I recently came up against an Android application which gates certain functionality behind detecting a ‘compatible’ Android device – which mine was not. My usual approach, on a rooted device, would be to use XPrivacyLua to spoof the device information returned to the application, but this particular application also disables itself if a rooted device is detected, so this is not trivial. A suitable approach in this case is to modify the application itself and patch out the relevant code.

Firstly, we obtain the APK file of the application:

$ adb shell pm path com.example.app
package:/path/to/base.apk

$ adb pull /path/to/base.apk
/path/to/base.apk: 1 file pulled, 0 skipped. xxx MB/s (xxx bytes in xxxs)

We can then use apktool to extract the APK file and disassemble the code:

$ apktool decode --no-res --output /path/to/disassembly base.apk
I: Using Apktool 2.7.0 on base.apk
I: Copying raw resources...
I: Baksmaling classes.dex...
I: Baksmaling classes2.dex...
I: Copying assets and libs...
I: Copying unknown files...
I: Copying original files...
I: Copying META-INF/services directory

Details of the device are exposed in the android.os.Build class, or, in the Java internal field descriptors syntax, Landroid/os/Build;. We can simply then grep for references to this class to identify the code responsible for reading the device information:

$ grep -R 'Landroid/os/Build;' /path/to/disassembly
/path/to/disassembly/smali/a/b.smali:    sget-object v0, Landroid/os/Build;->MODEL:Ljava/lang/String;

We can then manually edit this file and patch out the sget-object instruction to instead load our desired device information, for example, by replacing the line with:

const-string v0, "Pixel 8"

We could even apply this everywhere automatically, for example:

$ find /path/to/disassembly -name '*.smali' -print0 | xargs -0 sed 's#sget-object \([pv][0-9]\+\), Landroid/os/Build;->MODEL:Ljava/lang/String;#const-string \1, "Pixel 8"#g'

We can repeat this as required for other fields of android.os.Build such as MANUFACTURER and DEVICE.

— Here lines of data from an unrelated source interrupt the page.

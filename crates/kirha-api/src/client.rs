use std::time::Duration;

use reqwest::StatusCode;
use serde::Serialize;
use serde_json::Value;
use thiserror::Error;
use tracing::debug;
use url::Url;

use crate::types::{CreatePlanRequest, RunPlanRequest, SearchRequest};

/// Production endpoint of the Kirha API.
pub const DEFAULT_BASE_URL: &str = "https://api.kirha.ai";

const SEARCH_PATH: &str = "/chat/v1/search";
const CREATE_PLAN_PATH: &str = "/chat/v1/search/plan";
const RUN_PLAN_PATH: &str = "/chat/v1/search/plan/run";

#[derive(Debug, Clone)]
pub struct KirhaClientOptions {
    pub base_url: Url,
    pub timeout: Duration,
}

impl KirhaClientOptions {
    pub fn new(base_url: Url) -> Self {
        Self {
            base_url,
            timeout: Duration::from_secs(120),
        }
    }
}

#[derive(Debug, Error)]
pub enum KirhaApiError {
    #[error("invalid endpoint url: {0}")]
    Endpoint(#[from] url::ParseError),
    #[error("kirha api returned HTTP status {status}")]
    Status { status: StatusCode, body: String },
    #[error("network error: {0}")]
    Network(#[from] reqwest::Error),
    #[error("invalid response from api: {0}")]
    Decode(#[source] serde_json::Error),
}

/// HTTP client for the Kirha search API.
///
/// Responses are passed through as raw JSON: the gateway serializes them
/// verbatim into tool results and never interprets their shape.
#[derive(Clone)]
pub struct KirhaClient {
    http: reqwest::Client,
    base_url: Url,
}

impl KirhaClient {
    pub fn new(opts: KirhaClientOptions) -> Result<Self, KirhaApiError> {
        let http = reqwest::Client::builder()
            .timeout(opts.timeout)
            .redirect(reqwest::redirect::Policy::none())
            .build()?;
        Ok(Self {
            http,
            base_url: opts.base_url,
        })
    }

    pub async fn search(
        &self,
        api_key: &str,
        req: &SearchRequest,
    ) -> Result<Value, KirhaApiError> {
        self.post_json(SEARCH_PATH, api_key, req).await
    }

    pub async fn create_plan(
        &self,
        api_key: &str,
        req: &CreatePlanRequest,
    ) -> Result<Value, KirhaApiError> {
        self.post_json(CREATE_PLAN_PATH, api_key, req).await
    }

    pub async fn run_plan(
        &self,
        api_key: &str,
        req: &RunPlanRequest,
    ) -> Result<Value, KirhaApiError> {
        self.post_json(RUN_PLAN_PATH, api_key, req).await
    }

    async fn post_json<B: Serialize>(
        &self,
        path: &str,
        api_key: &str,
        body: &B,
    ) -> Result<Value, KirhaApiError> {
        let endpoint = self.base_url.join(path)?;

        let resp = self
            .http
            .post(endpoint)
            .bearer_auth(api_key)
            .header("content-type", "application/json")
            .json(body)
            .send()
            .await?;

        let status = resp.status();
        let text = resp.text().await?;
        debug!(%status, path, "kirha api response");

        if !status.is_success() {
            return Err(KirhaApiError::Status { status, body: text });
        }

        serde_json::from_str(&text).map_err(KirhaApiError::Decode)
    }
}

#[cfg(test)]
mod tests {
    use super::*;
    use crate::types::SummarizationOptions;

    fn client_for(server: &mockito::ServerGuard) -> KirhaClient {
        let base = Url::parse(&server.url()).expect("mock server url");
        KirhaClient::new(KirhaClientOptions::new(base)).expect("build client")
    }

    #[tokio::test]
    async fn search_posts_bearer_credential_and_body() {
        let mut server = mockito::Server::new_async().await;
        let mock = server
            .mock("POST", "/chat/v1/search")
            .match_header("authorization", "Bearer test-key")
            .match_body(mockito::Matcher::Json(serde_json::json!({
                "query": "BTC price",
                "vertical_id": "crypto",
            })))
            .with_status(200)
            .with_body(r#"{"answer":"..."}"#)
            .create_async()
            .await;

        let client = client_for(&server);
        let out = client
            .search(
                "test-key",
                &SearchRequest {
                    query: "BTC price".to_string(),
                    vertical_id: "crypto".to_string(),
                    summarization: None,
                },
            )
            .await
            .expect("search");

        mock.assert_async().await;
        assert_eq!(out.get("answer").and_then(|a| a.as_str()), Some("..."));
    }

    #[tokio::test]
    async fn non_2xx_surfaces_status() {
        let mut server = mockito::Server::new_async().await;
        server
            .mock("POST", "/chat/v1/search")
            .with_status(503)
            .with_body("overloaded")
            .create_async()
            .await;

        let client = client_for(&server);
        let err = client
            .search(
                "test-key",
                &SearchRequest {
                    query: "q".to_string(),
                    vertical_id: "crypto".to_string(),
                    summarization: None,
                },
            )
            .await
            .expect_err("must fail");

        match err {
            KirhaApiError::Status { status, body } => {
                assert_eq!(status.as_u16(), 503);
                assert_eq!(body, "overloaded");
            }
            other => panic!("unexpected error: {other}"),
        }
    }

    #[tokio::test]
    async fn run_plan_posts_plan_id_with_summarization() {
        let mut server = mockito::Server::new_async().await;
        let mock = server
            .mock("POST", "/chat/v1/search/plan/run")
            .match_body(mockito::Matcher::Json(serde_json::json!({
                "plan_id": "plan-7",
                "summarization": { "enable": true, "model": "kirha-flash" },
            })))
            .with_status(200)
            .with_body(r#"{"result":{}}"#)
            .create_async()
            .await;

        let client = client_for(&server);
        client
            .run_plan(
                "k",
                &RunPlanRequest {
                    plan_id: "plan-7".to_string(),
                    summarization: SummarizationOptions::new("kirha-flash"),
                },
            )
            .await
            .expect("run plan");

        mock.assert_async().await;
    }

    #[tokio::test]
    async fn malformed_upstream_json_is_a_decode_error() {
        let mut server = mockito::Server::new_async().await;
        server
            .mock("POST", "/chat/v1/search/plan")
            .with_status(200)
            .with_body("not json")
            .create_async()
            .await;

        let client = client_for(&server);
        let err = client
            .create_plan(
                "k",
                &CreatePlanRequest {
                    query: "q".to_string(),
                    vertical_id: "crypto".to_string(),
                },
            )
            .await
            .expect_err("must fail");
        assert!(matches!(err, KirhaApiError::Decode(_)));
    }
}
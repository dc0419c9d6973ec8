use std::net::SocketAddr;
use std::sync::Arc;

use clap::{Parser, Subcommand};
use kirha_api::{KirhaClient, KirhaClientOptions};
use kirha_mcp::{McpHandler, McpServerConfig};
use tracing::info;

use kirha_gateway::config::{GatewayArgs, Settings};
use kirha_gateway::session::{SessionManager, SessionMode};
use kirha_gateway::tools::GatewayHandler;
use kirha_gateway::{http, stdio};

#[derive(Debug, Parser)]
#[command(
    name = "kirha-mcp-gateway",
    version,
    about = "Kirha MCP Gateway - connect to Kirha AI tools via the MCP protocol"
)]
struct Cli {
    #[command(subcommand)]
    command: Command,
}

#[derive(Debug, Subcommand)]
enum Command {
    /// Serve MCP over stdin/stdout (for clients that spawn the gateway).
    Stdio {
        #[command(flatten)]
        gateway: GatewayArgs,
    },
    /// Serve MCP over streamable HTTP.
    Http {
        #[command(flatten)]
        gateway: GatewayArgs,

        /// Port to listen on.
        #[arg(long, env = "PORT", default_value_t = 3400)]
        port: u16,

        /// One-shot connection per request: no session ids, no event log.
        #[arg(long, env = "MCP_STATELESS", default_value_t = false)]
        stateless: bool,
    },
}

#[tokio::main]
async fn main() -> anyhow::Result<()> {
    // Stdout is the protocol channel in stdio mode; logs always go to stderr.
    tracing_subscriber::fmt()
        .with_env_filter(
            tracing_subscriber::EnvFilter::try_from_default_env()
                .unwrap_or_else(|_| "info,hyper=warn,reqwest=warn".into()),
        )
        .json()
        .with_writer(std::io::stderr)
        .init();

    let cli = Cli::parse();
    match cli.command {
        Command::Stdio { gateway } => {
            let (cfg, handler) = build_gateway(&gateway)?;
            info!("starting stdio MCP server");
            stdio::run(cfg, handler).await
        }
        Command::Http {
            gateway,
            port,
            stateless,
        } => {
            let (cfg, handler) = build_gateway(&gateway)?;
            let mode = if stateless {
                SessionMode::Stateless
            } else {
                SessionMode::Stateful
            };
            let manager = Arc::new(SessionManager::new(cfg, handler, mode));
            http::serve(SocketAddr::from(([0, 0, 0, 0], port)), manager).await
        }
    }
}

fn build_gateway(args: &GatewayArgs) -> anyhow::Result<(McpServerConfig, Arc<dyn McpHandler>)> {
    let settings = Arc::new(Settings::resolve(args)?);

    let client = KirhaClient::new(KirhaClientOptions {
        base_url: settings.base_url.clone(),
        timeout: settings.timeout,
    })?;
    let handler: Arc<dyn McpHandler> = Arc::new(GatewayHandler::new(settings.clone(), client)?);

    let mut cfg = McpServerConfig::default_for_binary(&settings.server_name, &settings.server_version);
    cfg.instructions =
        Some("Gateway to premium data providers for real time insights".to_string());

    Ok((cfg, handler))
}
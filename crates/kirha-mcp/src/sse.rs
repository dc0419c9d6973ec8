/// Very small SSE decoder for MCP streamable HTTP.
///
/// We only care about `data:` lines and treat each blank-line-delimited SSE event
/// as a single JSON message payload. The server side of the transport emits
/// frames through axum; this decoder is the client-side counterpart, used by
/// the transport tests to read resumed streams.
pub fn decode_sse_events(buf: &str) -> Vec<String> {
    let mut out = Vec::new();
    let mut data_lines: Vec<&str> = Vec::new();

    for line in buf.split('\n') {
        let l = line.trim_end_matches('\r');

        if l.is_empty() {
            if !data_lines.is_empty() {
                out.push(data_lines.join("\n"));
                data_lines.clear();
            }
            continue;
        }

        // Ignore comments and unknown fields.
        if l.starts_with(':') {
            continue;
        }

        if let Some(rest) = l.strip_prefix("data:") {
            data_lines.push(rest.trim_start());
        }
    }

    if !data_lines.is_empty() {
        out.push(data_lines.join("\n"));
    }

    out
}

#[cfg(test)]
mod tests {
    use super::*;

    #[test]
    fn decodes_single_event() {
        let s = "event: message\ndata: {\"jsonrpc\":\"2.0\"}\n\n";
        let ev = decode_sse_events(s);
        assert_eq!(ev, vec!["{\"jsonrpc\":\"2.0\"}"]);
    }

    #[test]
    fn joins_multiline_data() {
        let s = "data: a\ndata: b\n\n";
        let ev = decode_sse_events(s);
        assert_eq!(ev, vec!["a\nb"]);
    }
}
//! Kirha MCP Gateway.
//!
//! A Model Context Protocol server that exposes the Kirha search/planning API
//! as MCP tools, over stdio or streamable HTTP. The HTTP transport multiplexes
//! concurrent sessions over one listener and supports resumable event streams.

pub mod config;
pub mod http;
pub mod session;
pub mod stdio;
pub mod tools;
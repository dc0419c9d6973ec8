//! Gateway settings: environment/CLI inputs plus the vertical/tool catalog.
//!
//! The catalog maps each vertical to the tool entries it exposes; which of
//! those entries are actually served depends on the plan-mode switch. All
//! validation happens here, before any transport starts: a bad setting is a
//! startup failure, never a runtime one.

use std::path::PathBuf;
use std::time::Duration;

use anyhow::Context as _;
use serde::Deserialize;
use url::Url;

/// Catalog compiled into the binary; `--catalog` overrides it.
pub const DEFAULT_CATALOG: &str = include_str!("../catalog.json");

/// Tools known to the gateway. The catalog may only reference these names;
/// anything else fails catalog parsing.
#[derive(Debug, Clone, Copy, PartialEq, Eq, Deserialize)]
pub enum ToolName {
    #[serde(rename = "searchKirha")]
    Search,
    #[serde(rename = "createKirhaSearchPlan")]
    CreatePlan,
    #[serde(rename = "runKirhaSearchPlan")]
    RunPlan,
}

impl ToolName {
    pub fn as_str(&self) -> &'static str {
        match self {
            ToolName::Search => "searchKirha",
            ToolName::CreatePlan => "createKirhaSearchPlan",
            ToolName::RunPlan => "runKirhaSearchPlan",
        }
    }
}

const SEARCH_MODE_TOOLS: &[ToolName] = &[ToolName::Search];
const PLAN_MODE_TOOLS: &[ToolName] = &[ToolName::CreatePlan, ToolName::RunPlan];

#[derive(Debug, Clone, Deserialize)]
pub struct ToolEntry {
    pub name: ToolName,
    pub title: String,
    pub description: String,
}

#[derive(Debug, Deserialize)]
struct CatalogFile {
    mcp: McpSection,
    api: ApiSection,
    verticals: Vec<VerticalSection>,
}

#[derive(Debug, Deserialize)]
struct McpSection {
    name: String,
    version: String,
}

#[derive(Debug, Deserialize)]
struct ApiSection {
    summarization: SummarizationSection,
}

#[derive(Debug, Deserialize)]
struct SummarizationSection {
    enable: bool,
    model: String,
}

#[derive(Debug, Deserialize)]
struct VerticalSection {
    id: String,
    tools: Vec<ToolEntry>,
}

/// Environment/CLI inputs shared by both transports.
#[derive(Debug, Clone, clap::Args)]
pub struct GatewayArgs {
    /// Default Kirha API key, used when a request does not supply one.
    #[arg(long, env = "KIRHA_API_KEY")]
    pub api_key: Option<String>,

    /// Vertical whose tool catalog is exposed.
    #[arg(long, env = "KIRHA_VERTICAL", default_value = "crypto")]
    pub vertical: String,

    /// Expose planning tools (create/run plan) instead of direct search.
    #[arg(long, env = "PLAN_MODE_ENABLED", default_value_t = false)]
    pub plan_mode: bool,

    /// Kirha API base URL.
    #[arg(long, env = "KIRHA_BASE_URL", default_value = kirha_api::DEFAULT_BASE_URL)]
    pub base_url: Url,

    /// Upstream request timeout in seconds.
    #[arg(long, env = "KIRHA_TIMEOUT_SECONDS", default_value_t = 120)]
    pub timeout_seconds: u64,

    /// Path to an alternate vertical/tool catalog file.
    #[arg(long, env = "KIRHA_CATALOG")]
    pub catalog: Option<PathBuf>,
}

/// Immutable, process-wide settings. Built once at startup.
#[derive(Debug, Clone)]
pub struct Settings {
    pub server_name: String,
    pub server_version: String,
    pub api_key: Option<String>,
    pub vertical_id: String,
    pub plan_mode_enabled: bool,
    pub base_url: Url,
    pub timeout: Duration,
    pub summarization_enabled: bool,
    pub summarization_model: String,
    /// Tools to register, in catalog order, already filtered by mode.
    pub tools: Vec<ToolEntry>,
}

impl Settings {
    pub fn resolve(args: &GatewayArgs) -> anyhow::Result<Self> {
        let catalog_text = match &args.catalog {
            Some(path) => std::fs::read_to_string(path)
                .with_context(|| format!("read catalog {}", path.display()))?,
            None => DEFAULT_CATALOG.to_string(),
        };

        let catalog: CatalogFile =
            serde_json::from_str(&catalog_text).context("parse tool catalog")?;

        let vertical = catalog
            .verticals
            .iter()
            .find(|v| v.id == args.vertical)
            .with_context(|| {
                format!("no tools configured for vertical ID: {}", args.vertical)
            })?;

        let mode_tools = if args.plan_mode {
            PLAN_MODE_TOOLS
        } else {
            SEARCH_MODE_TOOLS
        };
        let tools: Vec<ToolEntry> = vertical
            .tools
            .iter()
            .filter(|t| mode_tools.contains(&t.name))
            .cloned()
            .collect();

        if tools.is_empty() {
            anyhow::bail!(
                "vertical '{}' declares no tools for {} mode",
                args.vertical,
                if args.plan_mode { "plan" } else { "search" }
            );
        }

        for (i, t) in tools.iter().enumerate() {
            if tools[..i].iter().any(|other| other.name == t.name) {
                anyhow::bail!(
                    "vertical '{}' declares tool '{}' more than once",
                    args.vertical,
                    t.name.as_str()
                );
            }
        }

        if args.timeout_seconds == 0 {
            anyhow::bail!("invalid timeout configuration: KIRHA_TIMEOUT_SECONDS must be > 0");
        }

        Ok(Self {
            server_name: catalog.mcp.name,
            server_version: catalog.mcp.version,
            api_key: args.api_key.clone(),
            vertical_id: args.vertical.clone(),
            plan_mode_enabled: args.plan_mode,
            base_url: args.base_url.clone(),
            timeout: Duration::from_secs(args.timeout_seconds),
            summarization_enabled: catalog.api.summarization.enable,
            summarization_model: catalog.api.summarization.model,
            tools,
        })
    }
}
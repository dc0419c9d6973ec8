//! Stdio transport: one process, one implicit session.
//!
//! Messages are newline-delimited JSON-RPC on stdin/stdout. Logs go to
//! stderr so the protocol channel stays clean.

use std::sync::Arc;

use kirha_mcp::{
    JsonRpcError, JsonRpcId, JsonRpcMessage, JsonRpcResponse, McpConnection, McpHandler,
    McpServerConfig, RequestContext,
};
use serde_json::Value;
use tokio::io::{AsyncBufReadExt as _, AsyncWriteExt as _, BufReader};

pub async fn run(cfg: McpServerConfig, handler: Arc<dyn McpHandler>) -> anyhow::Result<()> {
    let mut conn = McpConnection::new(cfg, handler);
    // Stdio has no per-request headers; the configured credential applies.
    let ctx = RequestContext::default();

    let stdin = tokio::io::stdin();
    let mut lines = BufReader::new(stdin).lines();
    let mut stdout = tokio::io::stdout();

    while let Some(line) = lines.next_line().await? {
        if line.trim().is_empty() {
            continue;
        }

        let val: Value = match serde_json::from_str(&line) {
            Ok(v) => v,
            Err(e) => {
                let resp = JsonRpcResponse::err(
                    JsonRpcId::Null,
                    JsonRpcError {
                        code: -32700,
                        message: "parse error".to_string(),
                        data: Some(serde_json::json!({ "detail": e.to_string() })),
                    },
                );
                write_jsonrpc(&mut stdout, &resp).await?;
                continue;
            }
        };

        if val.is_array() {
            let resp = JsonRpcResponse::err(
                JsonRpcId::Null,
                JsonRpcError {
                    code: -32600,
                    message: "batching not supported".to_string(),
                    data: None,
                },
            );
            write_jsonrpc(&mut stdout, &resp).await?;
            continue;
        }

        let msg: JsonRpcMessage = match serde_json::from_value(val) {
            Ok(m) => m,
            Err(e) => {
                let resp = JsonRpcResponse::err(
                    JsonRpcId::Null,
                    JsonRpcError {
                        code: -32600,
                        message: "invalid request".to_string(),
                        data: Some(serde_json::json!({ "detail": e.to_string() })),
                    },
                );
                write_jsonrpc(&mut stdout, &resp).await?;
                continue;
            }
        };

        if let Some(resp) = conn.handle_message(&ctx, msg).await {
            write_jsonrpc(&mut stdout, &resp).await?;
        }
    }

    Ok(())
}

async fn write_jsonrpc(
    stdout: &mut tokio::io::Stdout,
    resp: &JsonRpcResponse,
) -> anyhow::Result<()> {
    let out = serde_json::to_string(resp)?;
    stdout.write_all(out.as_bytes()).await?;
    stdout.write_all(b"\n").await?;
    stdout.flush().await?;
    Ok(())
}
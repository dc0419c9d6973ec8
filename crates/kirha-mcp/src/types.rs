use serde::{Deserialize, Serialize};

use crate::PROTOCOL_VERSION_LATEST;

#[derive(Debug, Clone, Serialize, Deserialize)]
#[serde(rename_all = "camelCase")]
pub struct McpClientInfo {
    pub name: String,
    pub version: String,
}

#[derive(Debug, Clone, Serialize, Deserialize)]
#[serde(rename_all = "camelCase")]
pub struct McpServerInfo {
    pub name: String,
    pub version: String,
}

#[derive(Debug, Clone, Serialize, Deserialize)]
#[serde(rename_all = "camelCase")]
pub struct InitializeParams {
    pub protocol_version: String,
    pub capabilities: serde_json::Value,
    pub client_info: McpClientInfo,
}

impl InitializeParams {
    pub fn new_default(client_name: &str, client_version: &str) -> Self {
        Self {
            protocol_version: PROTOCOL_VERSION_LATEST.to_string(),
            capabilities: serde_json::json!({}),
            client_info: McpClientInfo {
                name: client_name.to_string(),
                version: client_version.to_string(),
            },
        }
    }
}

#[derive(Debug, Clone, Serialize, Deserialize)]
#[serde(rename_all = "camelCase")]
pub struct InitializeResult {
    pub protocol_version: String,
    pub capabilities: serde_json::Value,
    pub server_info: McpServerInfo,
    #[serde(skip_serializing_if = "Option::is_none")]
    pub instructions: Option<String>,
}

#[derive(Debug, Clone, Serialize, Deserialize)]
#[serde(rename_all = "camelCase")]
pub struct Tool {
    pub name: String,
    #[serde(skip_serializing_if = "Option::is_none")]
    pub title: Option<String>,
    #[serde(skip_serializing_if = "Option::is_none")]
    pub description: Option<String>,
    #[serde(rename = "inputSchema")]
    pub input_schema: serde_json::Value,
}

#[derive(Debug, Clone, Serialize, Deserialize, Default)]
#[serde(rename_all = "camelCase")]
pub struct ListToolsParams {
    #[serde(skip_serializing_if = "Option::is_none")]
    pub cursor: Option<String>,
}

#[derive(Debug, Clone, Serialize, Deserialize)]
#[serde(rename_all = "camelCase")]
pub struct ListToolsResult {
    pub tools: Vec<Tool>,
    #[serde(skip_serializing_if = "Option::is_none")]
    pub next_cursor: Option<String>,
}

#[derive(Debug, Clone, Serialize, Deserialize)]
#[serde(rename_all = "camelCase")]
pub struct CallToolParams {
    pub name: String,
    #[serde(skip_serializing_if = "Option::is_none")]
    pub arguments: Option<serde_json::Value>,
}

#[derive(Debug, Clone, Serialize, Deserialize)]
#[serde(tag = "type", rename_all = "snake_case")]
pub enum ContentBlock {
    Text { text: String },
}

#[derive(Debug, Clone, Serialize, Deserialize)]
#[serde(rename_all = "camelCase")]
pub struct CallToolResult {
    pub content: Vec<ContentBlock>,
    #[serde(skip_serializing_if = "Option::is_none")]
    pub structured_content: Option<serde_json::Value>,
    #[serde(skip_serializing_if = "Option::is_none")]
    pub is_error: Option<bool>,
}

impl CallToolResult {
    /// A plain text result.
    pub fn text(text: impl Into<String>) -> Self {
        Self {
            content: vec![ContentBlock::Text { text: text.into() }],
            structured_content: None,
            is_error: Some(false),
        }
    }

    /// An in-band failure: a well-formed result whose payload describes the
    /// error. Tool failures never surface as protocol-level errors.
    pub fn error_text(text: impl Into<String>) -> Self {
        Self {
            content: vec![ContentBlock::Text { text: text.into() }],
            structured_content: None,
            is_error: Some(true),
        }
    }
}

#[cfg(test)]
mod tests {
    use super::*;

    #[test]
    fn tool_serializes_input_schema_key() {
        let t = Tool {
            name: "searchKirha".to_string(),
            title: Some("Search Kirha".to_string()),
            description: None,
            input_schema: serde_json::json!({"type": "object"}),
        };
        let v = serde_json::to_value(&t).expect("serialize");
        assert!(v.get("inputSchema").is_some());
        assert!(v.get("description").is_none());
    }

    #[test]
    fn error_text_marks_is_error() {
        let r = CallToolResult::error_text("Error: HTTP status 503");
        let v = serde_json::to_value(&r).expect("serialize");
        assert_eq!(v.get("isError").and_then(|b| b.as_bool()), Some(true));
        let ContentBlock::Text { text } = &r.content[0];
        assert!(text.contains("Error"));
    }
}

With the required changes made, we can then rebuild the APK file with apktool:

$ apktool build --output patched.apk /path/to/disassembly
I: Using Apktool 2.7.0
I: Checking whether sources has changed...
I: Smaling smali folder into classes.dex...
I: Checking whether sources has changed...
I: Smaling smali_classes2 folder into classes2.dex...
I: Checking whether resources has changed...
I: Copying raw resources...
I: Copying libs... (/kotlin)
I: Copying libs... (/META-INF/services)
I: Building apk file...
I: Copying unknown files/dir...
I: Built apk into: patched.apk

We can then sign the APK file (for example, with uber-apk-signer) and install it to the target device.